◆ WORK REQUIRED
When a line of the entries contains the word "CurrentProp", report that line.

(Saved entries)
//! CalDAV XML request parser
//!
//! Streams a PROPFIND/REPORT/PROPPATCH body into a typed request
//! record. The outermost recognised element fixes the request type;
//! `<prop>` children become property requests (known or not), and
//! `<href>` children of the root are collected URL-decoded. Everything
//! else is ignored, which is what RFC 4918 asks of servers.

use std::fmt;

use quick_xml::events::Event;
use quick_xml::name::ResolveResult;
use quick_xml::reader::NsReader;

use crate::props::Prop;
use crate::xml::writer::{NS_CALDAV, NS_DAV};

/// The request types the server understands, fixed by the root
/// element.
#[derive(Debug, Clone, Copy, PartialEq, Eq)]
pub enum ReqKind {
    CalendarQuery,
    CalendarMultiget,
    Propfind,
    PropertyUpdate,
}

#[derive(Debug, Clone, Copy, PartialEq, Eq)]
pub enum Validity {
    NotValidated,
    Valid,
    Invalid,
}

/// One property named in a `<prop>` block.
#[derive(Debug, Clone)]
pub struct PropRequest {
    /// `None` for properties the server has no notion of.
    pub tag: Option<Prop>,
    pub name: String,
    pub ns: String,
    /// Only captured for PROPERTYUPDATE on known properties.
    pub value: Option<String>,
    pub validity: Validity,
}

#[derive(Debug, Clone)]
pub struct DavRequest {
    pub kind: ReqKind,
    pub props: Vec<PropRequest>,
    pub hrefs: Vec<String>,
}

/// Rendered as `line:col: message`, the way the XML layer reports.
#[derive(Debug, Clone, PartialEq, Eq)]
pub struct XmlError {
    pub line: usize,
    pub col: usize,
    pub message: String,
}

impl fmt::Display for XmlError {
    fn fmt(&self, f: &mut fmt::Formatter<'_>) -> fmt::Result {
        write!(f, "{}:{}: {}", self.line, self.col, self.message)
    }
}

impl std::error::Error for XmlError {}

fn line_col(body: &[u8], offset: usize) -> (usize, usize) {
    let upto = &body[..offset.min(body.len())];
    let line = 1 + upto.iter().filter(|&&b| b == b'\n').count();
    let col = upto.len() - upto.iter().rposition(|&b| b == b'\n').map_or(0, |p| p + 1);
    (line, col)
}

/// Percent-decode, with `+` as space. Malformed escapes fail.
fn urldecode(s: &str) -> Option<String> {
    let b = s.as_bytes();
    let mut out = Vec::with_capacity(b.len());
    let mut i = 0;
    while i < b.len() {
        match b[i] {
            b'+' => {
                out.push(b' ');
                i += 1;
            }
            b'%' => {
                let hi = b.get(i + 1).and_then(|c| (*c as char).to_digit(16))?;
                let lo = b.get(i + 2).and_then(|c| (*c as char).to_digit(16))?;
                out.push((hi * 16 + lo) as u8);
                i += 3;
            }
            c => {
                out.push(c);
                i += 1;
            }
        }
    }
    String::from_utf8(out).ok()
}

struct CurrentProp {
    tag: Option<Prop>,
    name: String,
    ns: String,
    value: String,
    depth: usize,
}

struct Parse<'a> {
    body: &'a [u8],
    kind: Option<ReqKind>,
    props: Vec<PropRequest>,
    hrefs: Vec<String>,
    in_prop: bool,
    in_href: bool,
    href_buf: String,
    current: Option<CurrentProp>,
}

impl Parse<'_> {
    fn err(&self, offset: usize, message: impl Into<String>) -> XmlError {
        let (line, col) = line_col(self.body, offset);
        XmlError {
            line,
            col,
            message: message.into(),
        }
    }

    fn set_kind(&mut self, kind: ReqKind, offset: usize) -> Result<(), XmlError> {
        if self.kind.is_some() {
            return Err(self.err(offset, "request type already exists"));
        }
        self.kind = Some(kind);
        Ok(())
    }

    fn finish_prop(&mut self, cur: CurrentProp) {
        let mut validity = Validity::NotValidated;
        let value = match (self.kind, cur.tag) {
            (Some(ReqKind::PropertyUpdate), Some(tag)) => {
                if let Some(validate) = tag.spec().validate {
                    validity = if validate(&cur.value) {
                        Validity::Valid
                    } else {
                        Validity::Invalid
                    };
                }
                Some(cur.value)
            }
            _ => None,
        };
        self.props.push(PropRequest {
            tag: cur.tag,
            name: cur.name,
            ns: cur.ns,
            value,
            validity,
        });
    }
}

fn resolved_name(
    resolve: &ResolveResult<'_>,
    local: &[u8],
) -> (String, String) {
    let ns = match resolve {
        ResolveResult::Bound(ns) => String::from_utf8_lossy(ns.as_ref()).into_owned(),
        _ => String::new(),
    };
    (ns, String::from_utf8_lossy(local).into_owned())
}

/// Parse a CalDAV request body into its typed record.
pub fn parse_request(body: &[u8]) -> Result<DavRequest, XmlError> {
    let mut reader = NsReader::from_reader(body);
    let mut buf = Vec::new();
    let mut p = Parse {
        body,
        kind: None,
        props: Vec::new(),
        hrefs: Vec::new(),
        in_prop: false,
        in_href: false,
        href_buf: String::new(),
        current: None,
    };

    loop {
        let offset = reader.buffer_position() as usize;
        match reader.read_resolved_event_into(&mut buf) {
            Ok((resolve, Event::Start(e))) => {
                if let Some(cur) = &mut p.current {
                    cur.depth += 1;
                } else if p.in_prop {
                    let (ns, name) = resolved_name(&resolve, e.local_name().as_ref());
                    let tag = Prop::from_xml(&ns, &name);
                    p.current = Some(CurrentProp {
                        tag,
                        name,
                        ns,
                        value: String::new(),
                        depth: 0,
                    });
                } else {
                    let (ns, name) = resolved_name(&resolve, e.local_name().as_ref());
                    match (ns.as_str(), name.as_str()) {
                        (NS_DAV, "propfind") => p.set_kind(ReqKind::Propfind, offset)?,
                        (NS_DAV, "propertyupdate") => {
                            p.set_kind(ReqKind::PropertyUpdate, offset)?
                        }
                        (NS_CALDAV, "calendar-query") => {
                            p.set_kind(ReqKind::CalendarQuery, offset)?
                        }
                        (NS_CALDAV, "calendar-multiget") => {
                            p.set_kind(ReqKind::CalendarMultiget, offset)?
                        }
                        (NS_DAV, "prop") => {
                            if p.kind.is_none() {
                                return Err(p.err(offset, "property list in unknown request"));
                            }
                            p.in_prop = true;
                        }
                        (NS_DAV, "href") => {
                            p.in_href = true;
                            p.href_buf.clear();
                        }
                        _ => {}
                    }
                }
            }
            Ok((resolve, Event::Empty(e))) => {
                if p.current.is_some() {
                    // Nested markup inside a property value; ignored.
                } else if p.in_prop {
                    let (ns, name) = resolved_name(&resolve, e.local_name().as_ref());
                    let tag = Prop::from_xml(&ns, &name);
                    let cur = CurrentProp {
                        tag,
                        name,
                        ns,
                        value: String::new(),
                        depth: 0,
                    };
                    p.finish_prop(cur);
                } else {
                    let (ns, name) = resolved_name(&resolve, e.local_name().as_ref());
                    match (ns.as_str(), name.as_str()) {
                        (NS_DAV, "propfind") => p.set_kind(ReqKind::Propfind, offset)?,
                        (NS_DAV, "propertyupdate") => {
                            p.set_kind(ReqKind::PropertyUpdate, offset)?
                        }
                        (NS_CALDAV, "calendar-query") => {
                            p.set_kind(ReqKind::CalendarQuery, offset)?
                        }
                        (NS_CALDAV, "calendar-multiget") => {
                            p.set_kind(ReqKind::CalendarMultiget, offset)?
                        }
                        _ => {}
                    }
                }
            }
            Ok((_, Event::Text(t))) => {
                let text = std::str::from_utf8(t.as_ref()).unwrap_or("");
                if let Some(cur) = &mut p.current {
                    cur.value.push_str(text);
                } else if p.in_href {
                    p.href_buf.push_str(text);
                }
            }
            Ok((resolve, Event::End(e))) => {
                if p.current.is_some() {
                    let nested = p.current.as_ref().is_some_and(|cur| cur.depth > 0);
                    if nested {
                        if let Some(cur) = &mut p.current {
                            cur.depth -= 1;
                        }
                    } else if let Some(cur) = p.current.take() {
                        p.finish_prop(cur);
                    }
                } else {
                    let (ns, name) = resolved_name(&resolve, e.local_name().as_ref());
                    match (ns.as_str(), name.as_str()) {
                        (NS_DAV, "prop") => p.in_prop = false,
                        (NS_DAV, "href") => {
                            if p.in_href && !p.href_buf.is_empty() {
                                // RFC 4918 wants these URL-decoded.
                                let decoded = urldecode(&p.href_buf)
                                    .ok_or_else(|| p.err(offset, "bad percent-encoding"))?;
                                p.hrefs.push(decoded);
                            }
                            p.in_href = false;
                        }
                        _ => {}
                    }
                }
            }
            Ok((_, Event::Eof)) => break,
            Ok(_) => {}
            Err(e) => return Err(p.err(reader.buffer_position() as usize, e.to_string())),
        }
        buf.clear();
    }

    let Some(kind) = p.kind else {
        return Err(p.err(body.len(), "unknown request type"));
    };
    Ok(DavRequest {
        kind,
        props: p.props,
        hrefs: p.hrefs,
    })
}
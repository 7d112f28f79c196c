//! PROPPATCH: update collection metadata (RFC 4918, 9.2)
//!
//! The writable surface is deliberately small: displayname, the Apple
//! calendar colour, and the CalDAV description. Unknown properties go
//! into a 404 propstat, invalid values into a 409 propstat, and the
//! collection (with its CTag) only changes when at least one value
//! survived.

use axum::http::{HeaderMap, StatusCode, header};
use axum::response::{IntoResponse, Response};

use super::DavState;
use crate::AppState;
use crate::error::ApiError;
use crate::props::Prop;
use crate::routes::xml_mime;
use crate::xml::request::{ReqKind, Validity, parse_request};
use crate::xml::writer::{self as xml};

fn accepted(tag: Prop) -> bool {
    matches!(
        tag,
        Prop::Displayname | Prop::CalendarColor | Prop::CalendarDescription
    )
}

pub async fn handle(
    app: &AppState,
    state: &DavState,
    headers: &HeaderMap,
    body: &[u8],
) -> Result<Response, ApiError> {
    let Some(cfg) = &state.collection else {
        tracing::info!("PROPPATCH of non-calendar collection");
        return Err(ApiError::Forbidden);
    };

    if body.is_empty() {
        return Err(ApiError::BadRequest("empty request body".to_string()));
    }
    let Some(mime) = xml_mime(headers) else {
        return Err(ApiError::UnsupportedMediaType(
            "expected an XML body".to_string(),
        ));
    };
    let dav = parse_request(body).map_err(|e| ApiError::BadRequest(e.to_string()))?;
    if dav.kind != ReqKind::PropertyUpdate {
        tracing::info!("unknown PROPPATCH request type");
        return Err(ApiError::UnsupportedMediaType(
            "expected propertyupdate".to_string(),
        ));
    }

    let mut updated = cfg.clone();
    let mut applied = Vec::new();
    let mut unknown = Vec::new();
    let mut invalid = Vec::new();

    for prop in &dav.props {
        let tag = prop.tag.filter(|t| accepted(*t));
        let Some(tag) = tag else {
            unknown.push(prop);
            if prop.validity == Validity::Invalid {
                invalid.push(prop);
            }
            continue;
        };
        if prop.validity == Validity::Invalid {
            invalid.push(prop);
            continue;
        }
        let Some(value) = prop.value.clone() else {
            unknown.push(prop);
            continue;
        };
        match tag {
            Prop::Displayname => updated.displayname = value,
            Prop::CalendarColor => updated.colour = value,
            Prop::CalendarDescription => updated.description = value,
            _ => {}
        }
        applied.push(prop);
    }

    let mut w = xml::multistatus()?;
    xml::start(&mut w, "D:response")?;
    xml::href(&mut w, &format!("/{}/{}/", state.rprncpl.name, cfg.url))?;

    xml::start(&mut w, "D:propstat")?;
    xml::start(&mut w, "D:prop")?;
    for prop in &applied {
        xml::foreign_empty(&mut w, &prop.name, &prop.ns)?;
    }
    xml::end(&mut w, "D:prop")?;
    xml::status(&mut w, StatusCode::OK)?;
    xml::end(&mut w, "D:propstat")?;

    if !unknown.is_empty() {
        xml::start(&mut w, "D:propstat")?;
        xml::start(&mut w, "D:prop")?;
        for prop in &unknown {
            xml::foreign_empty(&mut w, &prop.name, &prop.ns)?;
        }
        xml::end(&mut w, "D:prop")?;
        xml::status(&mut w, StatusCode::NOT_FOUND)?;
        xml::end(&mut w, "D:propstat")?;
    }

    // RFC 4918, 9.2.1 assigns 409 to values the server refuses.
    if !invalid.is_empty() {
        xml::start(&mut w, "D:propstat")?;
        xml::start(&mut w, "D:prop")?;
        for prop in &invalid {
            xml::foreign_empty(&mut w, &prop.name, &prop.ns)?;
        }
        xml::end(&mut w, "D:prop")?;
        xml::status(&mut w, StatusCode::CONFLICT)?;
        xml::end(&mut w, "D:propstat")?;
    }

    xml::end(&mut w, "D:response")?;
    let bytes = xml::finish(w)?;

    if !applied.is_empty() {
        app.store.collection_update(&updated).await?;
    }

    Ok((
        StatusCode::MULTI_STATUS,
        [(header::CONTENT_TYPE, format!("{mime}; charset=utf-8"))],
        bytes,
    )
        .into_response())
}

◆ COMPLETED EXERCISE
struct CurrentProp {
    current: Option<CurrentProp>,
    fn finish_prop(&mut self, cur: CurrentProp) {
                    p.current = Some(CurrentProp {
                    let cur = CurrentProp {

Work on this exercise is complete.